Forcing drug companies to keep Medicare prices low is another point cited by drugmakers. The manufacturers need to compensate for that lost revenue elsewhere (read: the general public). Thanks, grandma.
Thanks, but no thanks
The bottom line? Drug companies don’t plan on reducing prices … unless of course, Johnny Law forces them to do so via legislation.
IN OTHER NEWS
- Jerome Powell took to Capitol Hill to deliver his semiannual testimony to a Senate Committee. His prepared remarks preached patience while hinting at slowing economic growth. Markets were “meh” about the entire affair, little moved during Jerry Interest Rate’s time on the hot seat.
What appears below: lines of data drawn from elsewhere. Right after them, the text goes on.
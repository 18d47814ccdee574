//! [`NonTx`] client definitions.

use std::sync::Arc;

use tokio::sync::{RwLock, RwLockReadGuard};
use tokio_postgres::{types::ToSql, Row, ToStatement};
use tracerr::Traced;

use crate::infra::database::{
    self,
    postgres::{self, connection, Connection},
};

/// Non-transactional Postgres database client.
#[derive(Clone, Debug)]
pub struct NonTx {
    /// [`connection::Pool`] to initialize the client.
    pub(crate) pool: connection::Pool,

    /// Client to be used for non-transactional operations, if any.
    connection: Arc<RwLock<Option<connection::NonTx>>>,
}

impl NonTx {
    /// Creates a new [`NonTx`] client from the provided [`connection::Pool`].
    #[must_use]
    pub(crate) fn from_pool(pool: connection::Pool) -> Self {
        Self {
            pool,
            connection: Arc::new(RwLock::new(None)),
        }
    }

    /// Returns the underlying [`Connection`] of this [`NonTx`] client.
    pub(crate) async fn connection(
        &self,
    ) -> Result<RwLockReadGuard<'_, connection::NonTx>, Traced<database::Error>>
    {
        let connection = self.connection.read().await;
        let guard = if connection.is_none() {
            drop(connection);

            let mut connection = self.connection.write().await;
            if connection.is_none() {
                *connection = Some(
                    self.pool
                        .get()
                        .await
                        .map_err(tracerr::from_and_wrap!(=> postgres::Error))
                        .map_err(tracerr::map_from)?,
                );
            }

            connection.downgrade()
        } else {
            connection
        };

        Ok(RwLockReadGuard::map(guard, |conn| {
            conn.as_ref()
                .expect("connection cannot be dropped while guard is alive")
        }))
    }

    /// Takes the underlying [`Connection`] from this [`NonTx`] client.
    ///
    /// Next time this [`NonTx`] client is used, it will initialize a new
    /// [`Connection`].
    #[must_use]
    pub(crate) async fn take_connection(&self) -> Option<connection::NonTx> {
        self.connection.write().await.take()
    }
}

impl Connection for NonTx {
    async fn query<T>(
        &self,
        stmt: &T,
        params: &[&(dyn ToSql + Sync)],
    ) -> Result<Vec<Row>, Traced<database::Error>>
    where
        T: ToStatement + ?Sized,
    {
        self.connection()
            .await
            .map_err(tracerr::wrap!())?
            .query(stmt, params)
            .await
            .map_err(tracerr::wrap!())
    }

    async fn query_opt<T>(
        &self,
        stmt: &T,
        params: &[&(dyn ToSql + Sync)],
    ) -> Result<Option<Row>, Traced<database::Error>>
    where
        T: ToStatement + ?Sized,
    {
        self.connection()
            .await
            .map_err(tracerr::wrap!())?
            .query_opt(stmt, params)
            .await
            .map_err(tracerr::wrap!())
    }

    async fn exec<T>(
        &self,
        stmt: &T,
        params: &[&(dyn ToSql + Sync)],
    ) -> Result<u64, Traced<database::Error>>
    where
        T: ToStatement + ?Sized,
    {
        self.connection()
            .await
            .map_err(tracerr::wrap!())?
            .exec(stmt, params)
            .await
            .map_err(tracerr::wrap!())
    }
}
impl<C> Database<Select<By<Option<Property>, property::Slug>>> for Postgres<C>
where
    C: Connection,
    Self: Database<
        Select<By<Option<Property>, property::Id>>,
        Ok = Option<Property>,
        Err = Traced<database::Error>,
    >,
{
    type Ok = Option<Property>;
    type Err = Traced<database::Error>;

    async fn execute(
        &self,
        Select(by): Select<By<Option<Property>, property::Slug>>,
    ) -> Result<Self::Ok, Self::Err> {
        // Avoid subtle change for SQL.
        let slug: property::Slug = by.into_inner();

        const SQL: &str = "\
            SELECT id \
            FROM properties \
            WHERE slug = $1::VARCHAR \
            LIMIT 1";
        let Some(row) = self
            .query_opt(SQL, &[&slug])
            .await
            .map_err(tracerr::wrap!())?
        else {
            return Ok(None);
        };

        self.execute(Select(By::new(row.get("id"))))
            .await
            .map_err(tracerr::wrap!())
    }
}

impl<C> Database<Select<By<Option<Property>, property::Code>>> for Postgres<C>
where
    C: Connection,
    Self: Database<
        Select<By<Option<Property>, property::Id>>,
        Ok = Option<Property>,
        Err = Traced<database::Error>,
    >,
{
    type Ok = Option<Property>;
    type Err = Traced<database::Error>;

    async fn execute(
        &self,
        Select(by): Select<By<Option<Property>, property::Code>>,
    ) -> Result<Self::Ok, Self::Err> {
        // Avoid subtle change for SQL.
        let code: property::Code = by.into_inner();

        const SQL: &str = "\
            SELECT id \
            FROM properties \
            WHERE code = $1::VARCHAR \
            LIMIT 1";
        let Some(row) = self
            .query_opt(SQL, &[&code])
            .await
            .map_err(tracerr::wrap!())?
        else {
            return Ok(None);
        };

        self.execute(Select(By::new(row.get("id"))))
            .await
            .map_err(tracerr::wrap!())
    }
}

impl<C>
    Database<
        Select<
            By<read::property::SlugIsTaken, (property::Slug, property::Id)>,
        >,
    > for Postgres<C>
where
    C: Connection,
{
    type Ok = read::property::SlugIsTaken;
    type Err = Traced<database::Error>;

    async fn execute(
        &self,
        Select(by): Select<
            By<read::property::SlugIsTaken, (property::Slug, property::Id)>,
        >,
    ) -> Result<Self::Ok, Self::Err> {
        let (slug, owner) = by.into_inner();

        const SQL: &str = "\
            SELECT id \
            FROM properties \
            WHERE slug = $1::VARCHAR \
              AND id <> $2::UUID \
            LIMIT 1";
        self.query_opt(SQL, &[&slug, &owner])
            .await
            .map_err(tracerr::wrap!())
            .map(|r| read::property::SlugIsTaken(r.is_some()))
    }
}

impl<C> Database<Insert<Property>> for Postgres<C>
where
    C: Connection,
    Self: Database<Update<Property>, Ok = (), Err = Traced<database::Error>>,
{
    type Ok = ();
    type Err = Traced<database::Error>;

    async fn execute(
        &self,
        Insert(property): Insert<Property>,
    ) -> Result<Self::Ok, Self::Err> {
        self.execute(Update(property))
            .await
            .map_err(tracerr::wrap!())
    }
}

impl<C> Database<Update<Property>> for Postgres<C>
where
    C: Connection,
{
    type Ok = ();
    type Err = Traced<database::Error>;

    async fn execute(
        &self,
        Update(property): Update<Property>,
    ) -> Result<Self::Ok, Self::Err> {
        let Property {
            id,
            code,
            slug,
            vendor_id,
            name,
            nick_name,
            gender,
            kind,
            city,
            state,
            area,
            pincode,
            contact_phone,
            contact_email,
            amenity_ids,
            main_image,
            common_photos,
            images,
            total_rooms,
            total_beds,
            occupied_beds,
            available_beds,
            beds_on_notice,
            beds_on_book,
            monthly_revenue,
            rooms,
            created_at,
        } = property;

        let total_rooms = as_column(total_rooms);
        let total_beds = as_column(total_beds);
        let occupied_beds = as_column(occupied_beds);
        let available_beds = as_column(available_beds);
        let beds_on_notice = as_column(beds_on_notice);
        let beds_on_book = as_column(beds_on_book);

        const SQL: &str = "\
            INSERT INTO properties (\
                id, code, slug, vendor_id, name, nick_name, \
                gender, kind, \
                city, state, area, pincode, \
                contact_phone, contact_email, \
                amenity_ids, main_image, common_photos, images, \
                total_rooms, total_beds, occupied_beds, available_beds, \
                beds_on_notice, beds_on_book, \
                monthly_revenue, \
                created_at \
            ) VALUES (\
                $1::UUID, $2::VARCHAR, $3::VARCHAR, $4::UUID, \
                $5::VARCHAR, $6::VARCHAR, \
                $7::VARCHAR, $8::VARCHAR, \
                $9::VARCHAR, $10::VARCHAR, $11::VARCHAR, $12::VARCHAR, \
                $13::VARCHAR, $14::VARCHAR, \
                $15::UUID[], $16::VARCHAR, $17::VARCHAR[], $18::VARCHAR[], \
                $19::INT4, $20::INT4, $21::INT4, $22::INT4, \
                $23::INT4, $24::INT4, \
                $25::NUMERIC, \
                $26::TIMESTAMPTZ \
            ) \
            ON CONFLICT (id) DO UPDATE \
            SET code = EXCLUDED.code, \
                slug = EXCLUDED.slug, \
                vendor_id = EXCLUDED.vendor_id, \
                name = EXCLUDED.name, \
                nick_name = EXCLUDED.nick_name, \
                gender = EXCLUDED.gender, \
                kind = EXCLUDED.kind, \
                city = EXCLUDED.city, \
                state = EXCLUDED.state, \
                area = EXCLUDED.area, \
                pincode = EXCLUDED.pincode, \
                contact_phone = EXCLUDED.contact_phone, \
                contact_email = EXCLUDED.contact_email, \
                amenity_ids = EXCLUDED.amenity_ids, \
                main_image = EXCLUDED.main_image, \
                common_photos = EXCLUDED.common_photos, \
                images = EXCLUDED.images, \
                total_rooms = EXCLUDED.total_rooms, \
                total_beds = EXCLUDED.total_beds, \
                occupied_beds = EXCLUDED.occupied_beds, \
                available_beds = EXCLUDED.available_beds, \
                beds_on_notice = EXCLUDED.beds_on_notice, \
                beds_on_book = EXCLUDED.beds_on_book, \
                monthly_revenue = EXCLUDED.monthly_revenue, \
                created_at = EXCLUDED.created_at";
        self.exec(
            SQL,
            &[
                &id,
                &code,
                &slug,
                &vendor_id,
                &name,
                &nick_name,
                &gender,
                &kind,
                &city,
                &state,
                &area,
                &pincode,
                &contact_phone,
                &contact_email,
                &amenity_ids,
                &main_image,
                &common_photos,
                &images,
                &total_rooms,
                &total_beds,
                &occupied_beds,
                &available_beds,
                &beds_on_notice,
                &beds_on_book,
                &monthly_revenue,
                &created_at,
            ],
        )
        .await
        .map_err(tracerr::wrap!())
        .map(drop)?;

        // The room/bed tree is replaced wholesale: positions may shift
        // arbitrarily between saves, so updating in place would be fragile.
        const DROP_BEDS_SQL: &str = "\
            DELETE FROM property_beds \
            WHERE property_id = $1::UUID";
        self.exec(DROP_BEDS_SQL, &[&id])
            .await
            .map_err(tracerr::wrap!())
            .map(drop)?;
        const DROP_ROOMS_SQL: &str = "\
            DELETE FROM property_rooms \
            WHERE property_id = $1::UUID";
        self.exec(DROP_ROOMS_SQL, &[&id])
            .await
            .map_err(tracerr::wrap!())
            .map(drop)?;

        const ROOM_SQL: &str = "\
            INSERT INTO property_rooms (\
                property_id, position, number, name, display_name, \
                sharing, ac_type, bed_size, bathroom_type, \
                balcony, description, amenities, \
                rent, \
                total_beds, occupied_beds, available_beds, \
                on_notice_beds, on_book_beds, \
                is_active \
            ) VALUES (\
                $1::UUID, $2::INT4, $3::VARCHAR, $4::VARCHAR, $5::VARCHAR, \
                $6::INT2, $7::VARCHAR, $8::VARCHAR, $9::VARCHAR, \
                $10::BOOL, $11::VARCHAR, $12::VARCHAR[], \
                $13::NUMERIC, \
                $14::INT4, $15::INT4, $16::INT4, \
                $17::INT4, $18::INT4, \
                $19::BOOL \
            )";
        const BED_SQL: &str = "\
            INSERT INTO property_beds (\
                property_id, room_position, position, number, status, \
                student_id, student_name, \
                rent_due_at, notice_at, booked_at \
            ) VALUES (\
                $1::UUID, $2::INT4, $3::INT4, $4::VARCHAR, $5::VARCHAR, \
                $6::VARCHAR, $7::VARCHAR, \
                $8::TIMESTAMPTZ, $9::TIMESTAMPTZ, $10::TIMESTAMPTZ \
            )";
        for (room_position, room) in rooms.into_iter().enumerate() {
            let room_position = as_position(room_position);
            let sharing = i16::from(room.sharing.get());

            self.exec(
                ROOM_SQL,
                &[
                    &id,
                    &room_position,
                    &room.number,
                    &room.name,
                    &room.display_name,
                    &sharing,
                    &room.ac_type,
                    &room.bed_size,
                    &room.bathroom_type,
                    &room.balcony,
                    &room.description,
                    &room.amenities,
                    &room.rent,
                    &as_column(room.total_beds),
                    &as_column(room.occupied_beds),
                    &as_column(room.available_beds),
                    &as_column(room.on_notice_beds),
                    &as_column(room.on_book_beds),
                    &room.is_active,
                ],
            )
            .await
            .map_err(tracerr::wrap!())
            .map(drop)?;

            for (position, b) in room.beds.into_iter().enumerate() {
                let position = as_position(position);

                self.exec(
                    BED_SQL,
                    &[
                        &id,
                        &room_position,
                        &position,
                        &b.number,
                        &b.status,
                        &b.student_id,
                        &b.student_name,
                        &b.rent_due_at,
                        &b.notice_at,
                        &b.booked_at,
                    ],
                )
                .await
                .map_err(tracerr::wrap!())
                .map(drop)?;
            }
        }

        Ok(())
    }
}

/// Converts a count into its `INT4` column value.
fn as_column(count: room::BedCount) -> i32 {
    i32::try_from(count).expect("counter overflow")
}

/// Converts an array index into its `INT4` position column value.
fn as_position(index: usize) -> i32 {
    i32::try_from(index).expect("position overflow")
}
//! Application provides the HTTP API for interacting with the [`Service`].

#![deny(
    nonstandard_style,
    rust_2018_idioms,
    rustdoc::all,
    trivial_casts,
    trivial_numeric_casts,
    unsafe_code
)]
#![forbid(non_ascii_idents)]
#![warn(
    clippy::allow_attributes,
    clippy::allow_attributes_without_reason,
    clippy::pedantic,
    clippy::wildcard_enum_match_arm,
    deprecated_in_future,
    missing_copy_implementations,
    missing_debug_implementations,
    missing_docs,
    unreachable_pub,
    unused_crate_dependencies,
    unused_import_braces,
    unused_labels,
    unused_lifetimes,
    unused_qualifications,
    unused_results
)]

pub mod api;
pub mod args;
pub mod config;
pub mod error;

// Used in binary.
use axum_client_ip as _;
use refinery as _;
use tokio as _;
use tower_http as _;
use tracing_subscriber as _;

pub use self::{
    args::Args,
    config::Config,
    error::{AsError, Error},
};

/// [`Service`] with filled infrastructure dependencies.
///
/// [`Service`]: service::Service
pub type Service = service::Service<service::infra::Postgres>;
/// Whole-document save request of a [`Property`].
///
/// Derived fields are absent on purpose: whatever the client would send for
/// them is recomputed server-side anyway.
#[derive(Clone, Debug, Deserialize)]
#[serde(rename_all = "camelCase")]
pub struct SaveRequest {
    /// ID of the owning vendor.
    pub vendor_id: property::VendorId,

    /// Display name of the property.
    pub name: String,

    /// Short nick name of the property, if any.
    #[serde(default)]
    pub pg_nick_name: Option<String>,

    /// Gender the property accepts.
    pub gender: String,

    /// Kind of the property.
    #[serde(rename = "type")]
    pub kind: String,

    /// City the property is located in.
    pub city: String,

    /// State the property is located in.
    pub state: String,

    /// Area the property is located in.
    pub area: String,

    /// Postal code of the property.
    pub pincode: String,

    /// Contact phone of the property, if any.
    #[serde(default)]
    pub contact_phone: Option<String>,

    /// Contact email of the property, if any.
    #[serde(default)]
    pub contact_email: Option<String>,

    /// IDs of referenced amenities.
    #[serde(default)]
    pub amenity_ids: Vec<property::AmenityId>,

    /// Main image URL of the property, if any.
    #[serde(default)]
    pub main_image: Option<String>,

    /// Additional photo URLs of the property.
    #[serde(default)]
    pub common_photos: Vec<String>,

    /// Rooms of the property.
    #[serde(default)]
    pub rooms: Vec<RoomInput>,
}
- SoFi is having itself a week. A day after the Robinhood killer announced two zero-fee ETFs, it announced plans to dip its toe into the world of cryptocurrencies via a partnership with Coinbase. This partnership, which is slated for Q2 of this year, will allow consumers to check prices of various cryptos and purchase the digital currencies should they feel like pissing away their new worth.
- “Did someone say cheap(er) ETFs?” – Mortimer Buckley, probably. Vanguard is cutting fees on ten of its ETF offerings. The ETFs have a combined asset value of $176B, with the largest portion coming from the $63B Vanguard FTSE Emerging Markets ETF. Vanguard will also decrease fees on some 43 of mutual funds.
- Macy’s is trimming the fat from its management ranks, cutting roughly 100 jobs thanks to stagnant sales. This restructuring, which coulda save the company $100M per year, is the latest part of a major cost-cutting strategy. It comes on the heels of 2018 that saw the company trim roughly $300M in annual expenses.